1 Introduction and Background

Algorithmic and hardware advancements of non-invasive imaging techniques, such as MRI, continue to push the envelope of quality and diversity of obtainable information of the underlying anatomy. However, their prohibitive cost and lengthy acquisition time often hinder the translation of such technological innovations into clinical practice. Poor image quality limits the accuracy of subsequent analysis, potentially leading to false clinical conclusions. Therefore, methods which can efficiently and reliably boost scan quality are in demand.

Numerous machine learning based methods have been proposed for various forms of image enhancement, generally via supervised regression of low quality (e.g., clinical) against high quality (e.g., experimental) image content. Alexander et al. [1] propose a general framework for supervised quality enhancement, which they call image quality transfer (IQT). They demonstrated this with a random forest (RF) implementation of SR of brain diffusion tensor images (DTIs) and estimation of advanced microstructure parameter maps from sparse measurements. More recently, deep learning has shown additional promise in this kind of task. [2] proposed a CNN model to upsample a stack of 2D MRI cardiac volumes in the through-plane direction.
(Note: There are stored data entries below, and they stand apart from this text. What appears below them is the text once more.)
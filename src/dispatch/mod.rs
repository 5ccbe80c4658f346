//! # Parallel Dispatch Loop
//!
//! Drives the attenuation kernel over a synthetic workload of segments.
//!
//! ## Scheduling
//!
//! A rayon pool of `nthreads` workers is started with `broadcast`, so every
//! worker runs exactly once and owns its generator, work vectors and flux
//! state for the whole phase. Workers claim `chunk` segment indices at a
//! time from a shared atomic cursor until the range is drained: a dynamic
//! schedule that rebalances when some workers stall on contended locks.
//!
//! Each segment draws a region and a fine interval uniformly at random and
//! calls the kernel. The iteration count is fixed by the range; there is no
//! early exit.

use std::ops::Range;
use std::sync::atomic::{AtomicU64, Ordering};
use std::time::{Duration, Instant};

use rand::Rng;
use tracing::{debug, info};

use crate::config::{RunConfig, RunOptions};
use crate::counters::{CounterHooks, NoCounters};
use crate::error::{MocError, Result};
use crate::exptable::ExpTable;
use crate::kernel::{AttenuationKernel, WorkVectors};
use crate::source::SourceStore;
use crate::stochastic::RandomGenerator;

// ============================================================================
// WORKER STATE
// ============================================================================

/// Everything one worker owns for the duration of a phase
#[derive(Debug, Clone)]
pub struct WorkerState {
    /// Worker id (unique across devices)
    pub worker: usize,
    pub rng: RandomGenerator,
    pub scratch: WorkVectors,
    /// Angular flux carried along the worker's segments
    pub flux_state: Vec<f32>,
}

impl WorkerState {
    /// Seed the generator, allocate work vectors and draw the initial ψ
    pub fn new(config: &RunConfig, options: &RunOptions, worker: usize) -> Self {
        let mut rng = RandomGenerator::for_worker(options.seed, worker);
        let mut flux_state = vec![0.0; config.egroups];
        rng.fill(&mut flux_state, options.fill);
        Self {
            worker,
            rng,
            scratch: WorkVectors::new(config.egroups),
            flux_state,
        }
    }

    /// Draw a (region, fine interval) pair
    #[inline]
    pub fn draw(&mut self, regions: usize, fine: usize) -> (usize, usize) {
        (self.rng.gen_range(0..regions), self.rng.gen_range(0..fine))
    }
}

// ============================================================================
// REPORT
// ============================================================================

/// Timing and work distribution of one parallel phase
#[derive(Debug, Clone, PartialEq)]
pub struct RunReport {
    /// Wall time of the parallel phase
    pub elapsed: Duration,
    /// Segments attenuated
    pub segments: u64,
    /// Segments per worker, in worker order
    pub per_worker: Vec<u64>,
}

impl RunReport {
    /// Segments per second
    pub fn throughput(&self) -> f64 {
        let secs = self.elapsed.as_secs_f64();
        if secs > 0.0 { self.segments as f64 / secs } else { 0.0 }
    }

    /// Merge reports of phases that ran concurrently over `elapsed`
    pub fn combine(reports: &[RunReport], elapsed: Duration) -> Self {
        Self {
            elapsed,
            segments: reports.iter().map(|r| r.segments).sum(),
            per_worker: reports.iter().flat_map(|r| r.per_worker.iter().copied()).collect(),
        }
    }
}

// ============================================================================
// DISPATCHER
// ============================================================================

/// Parallel driver for the attenuation kernel
#[derive(Debug, Clone)]
pub struct Dispatcher<'a> {
    config: &'a RunConfig,
    options: &'a RunOptions,
    kernel: AttenuationKernel,
}

impl<'a> Dispatcher<'a> {
    /// Validate the configuration and prepare the kernel
    pub fn new(config: &'a RunConfig, options: &'a RunOptions) -> Result<Self> {
        config.validate()?;
        options.validate()?;
        Ok(Self {
            config,
            options,
            kernel: AttenuationKernel::from_options(options),
        })
    }

    /// Replace the kernel (custom placeholder geometry)
    pub fn with_kernel(mut self, kernel: AttenuationKernel) -> Self {
        self.kernel = kernel;
        self
    }

    /// Attenuate `config.segments` segments
    pub fn run(
        &self,
        store: &SourceStore,
        table: &ExpTable,
        hooks: &dyn CounterHooks,
    ) -> Result<RunReport> {
        self.run_range(store, table, 0..self.config.segments, 0, hooks)
    }

    /// Attenuate the segment indices in `range`.
    ///
    /// Worker ids start at `worker_offset`, so several devices running
    /// side by side seed distinct streams.
    pub fn run_range(
        &self,
        store: &SourceStore,
        table: &ExpTable,
        range: Range<u64>,
        worker_offset: usize,
        hooks: &dyn CounterHooks,
    ) -> Result<RunReport> {
        if !store.matches(self.config) {
            return Err(MocError::Config {
                field: "source store",
                reason: "was allocated for a different configuration".to_string(),
            });
        }

        let nthreads = self.config.nthreads;
        let regions = self.config.source_regions;
        let fine = self.config.fine_axial_intervals;
        let chunk = self.options.chunk;
        let kernel = &self.kernel;
        let end = range.end;
        let cursor = AtomicU64::new(range.start);

        let pool = rayon::ThreadPoolBuilder::new()
            .num_threads(nthreads)
            .thread_name(move |i| format!("moc-worker-{}", worker_offset + i))
            .build()?;

        info!(
            segments = range.end.saturating_sub(range.start),
            threads = nthreads,
            chunk,
            "entering parallel phase"
        );
        hooks.phase_start(nthreads);
        let start = Instant::now();

        let per_worker = pool.broadcast(|ctx| {
            let worker = worker_offset + ctx.index();
            let mut state = WorkerState::new(self.config, self.options, worker);
            let mut done = 0u64;

            loop {
                let first = cursor.fetch_add(chunk, Ordering::Relaxed);
                if first >= end {
                    break;
                }
                let last = first.saturating_add(chunk).min(end);
                for _ in first..last {
                    let (region, fine_interval) = state.draw(regions, fine);
                    kernel.attenuate(
                        store,
                        region,
                        fine_interval,
                        &mut state.flux_state,
                        &mut state.scratch,
                        table,
                    );
                }
                done += last - first;
            }

            hooks.worker_finished(state.worker, done);
            done
        });

        let elapsed = start.elapsed();
        hooks.phase_end(elapsed);

        let report = RunReport {
            elapsed,
            segments: per_worker.iter().sum(),
            per_worker,
        };
        debug!(per_worker = ?report.per_worker, "per-worker segments");
        info!(
            segments = report.segments,
            secs = elapsed.as_secs_f64(),
            throughput = report.throughput(),
            "parallel phase complete"
        );
        Ok(report)
    }
}

/// Attenuate `config.segments` segments with default options (table
/// lookup, clock seeding, no counters)
pub fn run(config: &RunConfig, store: &SourceStore, table: &ExpTable) -> Result<RunReport> {
    let options = RunOptions::default();
    Dispatcher::new(config, &options)?.run(store, table, &NoCounters)
}

#[cfg(test)]
mod tests {
    use super::*;
    use crate::config::{FillMode, SeedPolicy};
    use crate::counters::SegmentCounters;

    fn setup(config: &RunConfig) -> (SourceStore, ExpTable) {
        let mut store = SourceStore::allocate(config).unwrap();
        store.random_fill(&mut RandomGenerator::new(1), FillMode::Uniform);
        (store, ExpTable::default())
    }

    #[test]
    fn test_segment_count_exact() {
        let config = RunConfig::new(10, 3, 5, 8, 12_345, 4);
        let (store, table) = setup(&config);
        let options = RunOptions::reproducible(3).with_chunk(7);
        let counters = SegmentCounters::new();

        let report = Dispatcher::new(&config, &options)
            .unwrap()
            .run(&store, &table, &counters)
            .unwrap();

        assert_eq!(report.segments, 12_345);
        assert_eq!(report.per_worker.len(), 4);
        assert_eq!(report.per_worker.iter().sum::<u64>(), 12_345);
        assert_eq!(counters.total(), 12_345);
        assert_eq!(counters.phases(), 1);
    }

    #[test]
    fn test_flux_changes_and_stays_finite() {
        let config = RunConfig::new(4, 2, 3, 4, 2_000, 2);
        let (store, table) = setup(&config);
        let before = store.flux_snapshot();

        run(&config, &store, &table).unwrap();

        let after = store.flux_snapshot();
        assert_ne!(before, after);
        assert!(after.iter().all(|v| v.is_finite()));
    }

    #[test]
    fn test_mismatched_store_rejected() {
        let config = RunConfig::new(4, 2, 3, 4, 10, 1);
        let other = RunConfig::new(4, 2, 3, 8, 10, 1);
        let (store, table) = setup(&other);
        assert!(run(&config, &store, &table).is_err());
    }

    #[test]
    fn test_invalid_options_rejected() {
        let config = RunConfig::new(1, 1, 1, 1, 10, 1);
        let options = RunOptions::default().with_chunk(0);
        assert!(Dispatcher::new(&config, &options).is_err());
    }

    #[test]
    fn test_empty_range() {
        let config = RunConfig::new(2, 1, 2, 2, 10, 2);
        let (store, table) = setup(&config);
        let options = RunOptions::reproducible(5);
        let before = store.flux_snapshot();

        let report = Dispatcher::new(&config, &options)
            .unwrap()
            .run_range(&store, &table, 10..10, 0, &NoCounters)
            .unwrap();

        assert_eq!(report.segments, 0);
        assert_eq!(store.flux_snapshot(), before);
    }

    #[test]
    fn test_worker_state_reproducible() {
        let config = RunConfig::new(5, 1, 4, 3, 1, 1);
        let options = RunOptions { seed: SeedPolicy::Fixed(8), ..Default::default() };
        let mut a = WorkerState::new(&config, &options, 2);
        let mut b = WorkerState::new(&config, &options, 2);
        assert_eq!(a.flux_state, b.flux_state);
        assert_eq!(a.flux_state.len(), 3);
        for _ in 0..100 {
            let (region, fine) = a.draw(5, 4);
            assert!(region < 5 && fine < 4);
            assert_eq!((region, fine), b.draw(5, 4));
        }
    }

    #[test]
    fn test_report_combine() {
        let a = RunReport { elapsed: Duration::from_secs(1), segments: 10, per_worker: vec![4, 6] };
        let b = RunReport { elapsed: Duration::from_secs(2), segments: 5, per_worker: vec![5] };
        let merged = RunReport::combine(&[a, b], Duration::from_secs(2));
        assert_eq!(merged.segments, 15);
        assert_eq!(merged.per_worker, vec![4, 6, 5]);
        assert!((merged.throughput() - 7.5).abs() < 1e-12);
    }
}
Another application of CNNs is the prediction of 7T images from 3T MRI [3], where both contrast and resolution are enhanced. Current methods typically commit to a single prediction, leaving users with no measure of prediction reliability. One exception is Bayesian IQT [4], which proposes a variant of RF to quantify predictive uncertainty over high-resolution (HR) DTIs and demonstrate its utility as a surrogate measure of accuracy.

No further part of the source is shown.